Intervention de Ivan Renar

Réunion du 24 juin 2009 à 14h30
Évaluation du crédit impôt recherche — Discussion d'une question orale avec débat

Photo de Ivan RenarIvan Renar :

Je vais maintenant entrer dans le vif du sujet !

Présenté comme l’un des instruments les plus incitatifs en France et en Europe, le crédit d’impôt recherche devrait atteindre, cette année, un coût estimé entre 2, 7 milliards et 3, 1 milliards d’euros. D’ici à 2012, ce serait, a minima, 4 milliards d’euros qui pourraient être consacrés à ce dispositif fiscal.

À l’heure où les restrictions budgétaires et la baisse de la dépense publique affectent l’ensemble de la fonction publique et ses usagers, il est indispensable de s’interroger sur la pertinence d’un outil dont les effets ne sont toujours pas évalués.

Engagée en 2004, la réforme du crédit d’impôt recherche était censée produire une augmentation significative de l’effort de recherche des entreprises. Les résultats sont-ils au rendez-vous ?

Dans son rapport d’information consacré à la recherche et à l’innovation en France, la délégation du Sénat pour la planification souligne que les entreprises françaises sont trop économes en recherche et développement.
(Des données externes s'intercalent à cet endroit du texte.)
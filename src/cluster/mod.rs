//! # Cluster Coordination
//!
//! Decides where new cloud services run across a set of cooperating nodes.
//!
//! ## Model
//!
//! Every node keeps its own [`NodeRegistry`]: the nodes it knows about, whether
//! it is currently connected to them, and their last [`NodeSnapshot`]. There is
//! no election. The head is whichever available node has the smallest id, so
//! all nodes with the same view agree on it.
//!
//! ## Creating a service
//!
//! ```text
//!   admin ──► any node ──(node_to_head_start_service)──► head
//!                                                         │ placement
//!                              ┌──────────────────────────┤
//!                              ▼                          ▼
//!                         start locally     (head_node_to_node_start_service)
//!                                                         │
//!                                                         ▼
//!                                                   chosen node
//! ```
//!
//! Placement prefers the node with the lowest memory use after accepting the
//! request, then the lowest CPU usage if every tied node reports one.

pub mod head;
pub mod node;
pub mod orchestrator;
pub mod placement;
pub mod registry;
pub mod runtime;
pub mod snapshot;

pub use head::{head_of, HeadNodeResolver};
pub use node::{ClusterNode, NodeIdentity, NodeSnapshot, CPU_UNKNOWN};
pub use orchestrator::{
    CreateServiceError, FailureReason, Route, ServiceOrchestrator,
    HEAD_NODE_TO_NODE_START_SERVICE, NODE_TO_HEAD_START_SERVICE,
};
pub use placement::{compare_candidates, projected_memory, select_from, PlacementPlanner};
pub use registry::{NodeRegistry, RegistryError};
pub use runtime::ClusterRuntime;
pub use snapshot::{
    spawn_snapshot_publisher, system_memory_mb, SnapshotCollector, SnapshotListener,
    SnapshotPublisher, DEFAULT_SNAPSHOT_INTERVAL, NODE_SNAPSHOT_UPDATE,
};

/// Default port nodes listen on for cluster traffic
pub const CLUSTER_PORT: u16 = 4300;

/// Delay between attempts to reach a configured peer
pub const PEER_RETRY_SECS: u64 = 3;
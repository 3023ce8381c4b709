//! Head node resolution
//!
//! There is no election: the head is derived from the registry every time it
//! is asked for. Among all available nodes, the one with the lexicographically
//! smallest id is the head. When the head disconnects, the next smallest
//! available id takes over on the following decision.

use std::sync::Arc;

use super::node::ClusterNode;
use super::registry::NodeRegistry;

/// Derives the head node from the current registry contents
#[derive(Clone)]
pub struct HeadNodeResolver {
    registry: Arc<NodeRegistry>,
}

impl HeadNodeResolver {
    pub fn new(registry: Arc<NodeRegistry>) -> Self {
        Self { registry }
    }

    /// The node currently acting as head
    ///
    /// The local node is always available, so this always yields a node.
    pub fn head_node(&self) -> Arc<ClusterNode> {
        head_of(self.registry.nodes()).unwrap_or_else(|| self.registry.self_node())
    }

    /// Whether the local node is the head
    pub fn is_self_head(&self) -> bool {
        self.head_node().id() == self.registry.self_id()
    }
}

/// Pick the head among a set of nodes
pub fn head_of(nodes: impl IntoIterator<Item = Arc<ClusterNode>>) -> Option<Arc<ClusterNode>> {
    nodes
        .into_iter()
        .filter(|n| n.available)
        .min_by(|a, b| a.id().cmp(b.id()))
}
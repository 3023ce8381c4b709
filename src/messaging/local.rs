//! In-process transport
//!
//! [`LocalNetwork`] connects any number of nodes living in the same process.
//! Every joined node is linked to every other one until a link is cut with
//! [`LocalNetwork::disconnect`]. Used to run whole clusters inside tests.

use std::sync::Arc;

use async_trait::async_trait;
use dashmap::{DashMap, DashSet};
use tracing::debug;

use super::message::Message;
use super::transport::{
    event_channel, Transport, TransportError, TransportEvent, TransportEventReceiver,
    TransportEventSender,
};
use crate::cluster::NodeIdentity;

struct Endpoint {
    identity: NodeIdentity,
    events: TransportEventSender,
}

/// Hub linking in-process nodes
#[derive(Default)]
pub struct LocalNetwork {
    endpoints: DashMap<String, Endpoint>,
    severed: DashSet<(String, String)>,
}

impl LocalNetwork {
    pub fn new() -> Arc<Self> {
        Arc::new(Self::default())
    }

    /// Add a node to the network
    ///
    /// Existing members are told about the newcomer and the newcomer is told
    /// about every existing member.
    pub async fn join(
        self: &Arc<Self>,
        identity: NodeIdentity,
    ) -> (LocalTransport, TransportEventReceiver) {
        let (events, receiver) = event_channel();

        let peers: Vec<(NodeIdentity, TransportEventSender)> = self
            .endpoints
            .iter()
            .map(|e| (e.identity.clone(), e.events.clone()))
            .collect();

        self.endpoints.insert(
            identity.id.clone(),
            Endpoint {
                identity: identity.clone(),
                events: events.clone(),
            },
        );

        for (peer, peer_events) in peers {
            let _ = peer_events
                .send(TransportEvent::Connected(identity.clone()))
                .await;
            let _ = events.send(TransportEvent::Connected(peer)).await;
        }

        let transport = LocalTransport {
            identity,
            network: self.clone(),
        };
        (transport, receiver)
    }

    /// Remove a node; every remaining member sees it disconnect
    pub async fn leave(&self, id: &str) {
        if self.endpoints.remove(id).is_none() {
            return;
        }
        for sender in self.senders() {
            let _ = sender.send(TransportEvent::Disconnected(id.to_string())).await;
        }
    }

    /// Cut the link between two nodes
    pub async fn disconnect(&self, a: &str, b: &str) {
        if self.severed.insert(link_key(a, b)) {
            self.notify(a, TransportEvent::Disconnected(b.to_string())).await;
            self.notify(b, TransportEvent::Disconnected(a.to_string())).await;
        }
    }

    /// Restore a link cut by [`LocalNetwork::disconnect`]
    pub async fn reconnect(&self, a: &str, b: &str) {
        if self.severed.remove(&link_key(a, b)).is_none() {
            return;
        }
        if let Some(identity) = self.identity(b) {
            self.notify(a, TransportEvent::Connected(identity)).await;
        }
        if let Some(identity) = self.identity(a) {
            self.notify(b, TransportEvent::Connected(identity)).await;
        }
    }

    fn linked(&self, a: &str, b: &str) -> bool {
        a != b
            && self.endpoints.contains_key(a)
            && self.endpoints.contains_key(b)
            && !self.severed.contains(&link_key(a, b))
    }

    fn identity(&self, id: &str) -> Option<NodeIdentity> {
        self.endpoints.get(id).map(|e| e.identity.clone())
    }

    fn sender(&self, id: &str) -> Option<TransportEventSender> {
        self.endpoints.get(id).map(|e| e.events.clone())
    }

    fn senders(&self) -> Vec<TransportEventSender> {
        self.endpoints.iter().map(|e| e.events.clone()).collect()
    }

    async fn notify(&self, id: &str, event: TransportEvent) {
        if let Some(sender) = self.sender(id) {
            let _ = sender.send(event).await;
        }
    }
}

fn link_key(a: &str, b: &str) -> (String, String) {
    if a <= b {
        (a.to_string(), b.to_string())
    } else {
        (b.to_string(), a.to_string())
    }
}

/// One node's handle on a [`LocalNetwork`]
pub struct LocalTransport {
    identity: NodeIdentity,
    network: Arc<LocalNetwork>,
}

#[async_trait]
impl Transport for LocalTransport {
    fn local_identity(&self) -> &NodeIdentity {
        &self.identity
    }

    fn connections(&self) -> Vec<NodeIdentity> {
        let members: Vec<NodeIdentity> = self
            .network
            .endpoints
            .iter()
            .map(|e| e.identity.clone())
            .collect();

        members
            .into_iter()
            .filter(|peer| self.network.linked(&self.identity.id, &peer.id))
            .collect()
    }

    async fn send_to(&self, node_id: &str, message: &Message) -> Result<(), TransportError> {
        if !self.network.linked(&self.identity.id, node_id) {
            return Err(TransportError::NotConnected(node_id.to_string()));
        }
        let sender = self
            .network
            .sender(node_id)
            .ok_or_else(|| TransportError::NotConnected(node_id.to_string()))?;

        debug!(
            "{} -> {} on channel {}",
            self.identity.id,
            node_id,
            message.channel()
        );
        sender
            .send(TransportEvent::Message(message.clone()))
            .await
            .map_err(|_| TransportError::Closed)
    }
}

#[cfg(test)]
mod tests {
    use super::*;
    use crate::messaging::message::ChannelTarget;

    fn identity(id: &str) -> NodeIdentity {
        NodeIdentity::new(id, format!("local://{}", id))
    }

    #[tokio::test]
    async fn test_join_announces_peers() {
        let network = LocalNetwork::new();
        let (a, mut a_events) = network.join(identity("a")).await;
        let (_b, mut b_events) = network.join(identity("b")).await;

        assert!(matches!(
            a_events.recv().await,
            Some(TransportEvent::Connected(node)) if node.id == "b"
        ));
        assert!(matches!(
            b_events.recv().await,
            Some(TransportEvent::Connected(node)) if node.id == "a"
        ));
        assert_eq!(a.connections(), vec![identity("b")]);
    }

    #[tokio::test]
    async fn test_send_delivers_message() {
        let network = LocalNetwork::new();
        let (a, _a_events) = network.join(identity("a")).await;
        let (_b, mut b_events) = network.join(identity("b")).await;
        // Skip the connection notice
        b_events.recv().await;

        let message =
            Message::new("ping", "a", vec![ChannelTarget::node("b")], b"hi".to_vec()).unwrap();
        a.send_to("b", &message).await.unwrap();

        match b_events.recv().await {
            Some(TransportEvent::Message(received)) => assert_eq!(received.content(), b"hi"),
            other => panic!("unexpected event {:?}", other),
        }
    }

    #[tokio::test]
    async fn test_disconnect_and_reconnect() {
        let network = LocalNetwork::new();
        let (a, mut a_events) = network.join(identity("a")).await;
        let (_b, _b_events) = network.join(identity("b")).await;
        a_events.recv().await;

        network.disconnect("a", "b").await;
        assert!(matches!(
            a_events.recv().await,
            Some(TransportEvent::Disconnected(id)) if id == "b"
        ));
        assert!(a.connections().is_empty());

        let message = Message::new("ping", "a", vec![ChannelTarget::node("b")], vec![]).unwrap();
        assert!(matches!(
            a.send_to("b", &message).await,
            Err(TransportError::NotConnected(_))
        ));

        network.reconnect("a", "b").await;
        assert!(matches!(
            a_events.recv().await,
            Some(TransportEvent::Connected(node)) if node.id == "b"
        ));
        assert!(a.send_to("b", &message).await.is_ok());
    }

    #[tokio::test]
    async fn test_cannot_send_to_self() {
        let network = LocalNetwork::new();
        let (a, _events) = network.join(identity("a")).await;

        let message = Message::new("ping", "a", vec![ChannelTarget::node("a")], vec![]).unwrap();
        assert!(a.send_to("a", &message).await.is_err());
        assert!(a.connections().is_empty());
    }
}
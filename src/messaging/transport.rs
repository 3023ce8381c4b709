//! Transport seam beneath the messenger
//!
//! A transport owns the physical connections to peers. It delivers outgoing
//! messages to a single connected node and reports everything that happens on
//! its connections as [`TransportEvent`]s.

use async_trait::async_trait;
use thiserror::Error;
use tokio::sync::mpsc;

use super::codec::CodecError;
use super::message::Message;
use crate::cluster::NodeIdentity;

/// Capacity of the transport event channel
pub const EVENT_CHANNEL_CAPACITY: usize = 1024;

/// Errors raised by a transport
#[derive(Error, Debug)]
pub enum TransportError {
    #[error("Node '{0}' is not connected")]
    NotConnected(String),

    #[error("Connection closed")]
    Closed,

    #[error("IO error: {0}")]
    Io(#[from] std::io::Error),

    #[error("Codec error: {0}")]
    Codec(#[from] CodecError),
}

/// Something that happened on a transport connection
#[derive(Debug, Clone)]
pub enum TransportEvent {
    /// A peer finished its handshake
    Connected(NodeIdentity),
    /// The connection to a peer was lost
    Disconnected(String),
    /// A message arrived from a peer
    Message(Message),
}

pub type TransportEventSender = mpsc::Sender<TransportEvent>;
pub type TransportEventReceiver = mpsc::Receiver<TransportEvent>;

/// Create the channel a transport reports its events on
pub fn event_channel() -> (TransportEventSender, TransportEventReceiver) {
    mpsc::channel(EVENT_CHANNEL_CAPACITY)
}

/// Node-to-node connections
#[async_trait]
pub trait Transport: Send + Sync {
    /// Identity of the local node
    fn local_identity(&self) -> &NodeIdentity;

    /// Peers with a live connection; never includes the local node
    fn connections(&self) -> Vec<NodeIdentity>;

    /// Write a message to the connection of one peer
    async fn send_to(&self, node_id: &str, message: &Message) -> Result<(), TransportError>;
}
La mise en perspective de l’augmentation considérable des aides de l’État à la recherche privée et de l’évolution de l’effort de recherche et développement des entreprises conforte ce constat. Alors que les aides publiques au secteur privé ont progressé de 1 636 millions en euros constants entre 2002 et 2006, les dépenses de recherche et développement des entreprises n’ont augmenté que de 458 millions.

Le rapport sur la valorisation de la recherche de 2007 de l’Inspection générale des finances et de l’Inspection générale de l’administration de l’éducation nationale et de la recherche, dit rapport Guillaume, est on ne peut plus explicite : « Le soutien de l’État aux entreprises, qui depuis plus de vingt ans figure parmi les plus élevés de l’OCDE, n’a pas empêché le niveau de recherche-développement privée de connaître un décrochage par rapport à l’évolution observée dans la plupart des pays. »

Ne disposant pas d’éléments tangibles démontrant que le crédit d’impôt recherche a un rôle incitatif majeur sur l’effort de recherche et développement des entreprises, le Gouvernement présente désormais le crédit d’impôt recherche comme une arme antidélocalisation.

Il est vrai que, depuis la réforme de 2008, le crédit d’impôt recherche prend en compte la totalité des dépenses de recherche-développement, sans tenir compte de leur évolution. Dorénavant, les entreprises qui bénéficient de ce dispositif fiscal ne sont plus obligées d’accroître leurs investissements dans la recherche-développement. Cette absence de contrainte renforce l’intérêt des entreprises qui bénéficient de fonds publics sans contrepartie importante.

Madame la ministre, je m’étonne de lire dans la presse, d’après les propos qui vous sont attribués, que l’enquête du ministère de l’enseignement supérieur et de la recherche « montre que le CIR empêche la délocalisation de laboratoires, mais qu’il est aussi attractif pour les étrangers et pousse à l’innovation dans les PME ». « Un véritable remède anticrise », auriez-vous même ajouté !

Or il est clair que le crédit d’impôt recherche ne peut empêcher la délocalisation des centres de recherche privés dans les pays de l’Union européenne.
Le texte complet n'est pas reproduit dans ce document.